Stored items from a collection:
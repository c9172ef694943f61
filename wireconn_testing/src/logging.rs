//! Serialised access to the process-wide log capture.

use std::sync::{Mutex, MutexGuard, OnceLock};

use log::Level;
use logtest::Logger;
use rstest::fixture;

/// Handle to the global logger with exclusive access.
///
/// `logtest` installs a single process-wide logger, so tests that assert on
/// log output must hold this guard for their whole duration.
pub struct LoggerHandle {
    guard: MutexGuard<'static, Logger>,
}

impl LoggerHandle {
    /// Acquire the global [`Logger`] instance.
    ///
    /// # Panics
    ///
    /// Panics if a previous holder panicked while holding the guard.
    #[must_use]
    pub fn new() -> Self {
        static LOGGER: OnceLock<Mutex<Logger>> = OnceLock::new();

        let logger = LOGGER.get_or_init(|| Mutex::new(Logger::start()));
        let guard = logger.lock().expect("logger poisoned");

        Self { guard }
    }

    /// Discard every captured record.
    pub fn clear(&mut self) { while self.guard.pop().is_some() {} }

    /// Drain captured records, returning `true` if any was logged at `level`
    /// and contains `needle`.
    pub fn drain_contains(&mut self, level: Level, needle: &str) -> bool {
        let mut found = false;
        while let Some(record) = self.guard.pop() {
            if record.level() == level && record.args().contains(needle) {
                found = true;
            }
        }
        found
    }
}

impl Default for LoggerHandle {
    fn default() -> Self { Self::new() }
}

impl std::ops::Deref for LoggerHandle {
    type Target = Logger;

    fn deref(&self) -> &Self::Target { &self.guard }
}

impl std::ops::DerefMut for LoggerHandle {
    fn deref_mut(&mut self) -> &mut Self::Target { &mut self.guard }
}

#[allow(
    unused_braces,
    reason = "rustc false positive for single line rstest fixtures"
)]
#[fixture]
pub fn logger() -> LoggerHandle { LoggerHandle::new() }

Try it:
Reproduce the final stretch of the data above: every line from the one holding "type Target = Logger;" through the end, inclusive, exactly as written and nothing else.

Solution to the exercise:
    type Target = Logger;

    fn deref(&self) -> &Self::Target { &self.guard }
}

impl std::ops::DerefMut for LoggerHandle {
    fn deref_mut(&mut self) -> &mut Self::Target { &mut self.guard }
}

#[allow(
    unused_braces,
    reason = "rustc false positive for single line rstest fixtures"
)]
#[fixture]
pub fn logger() -> LoggerHandle { LoggerHandle::new() }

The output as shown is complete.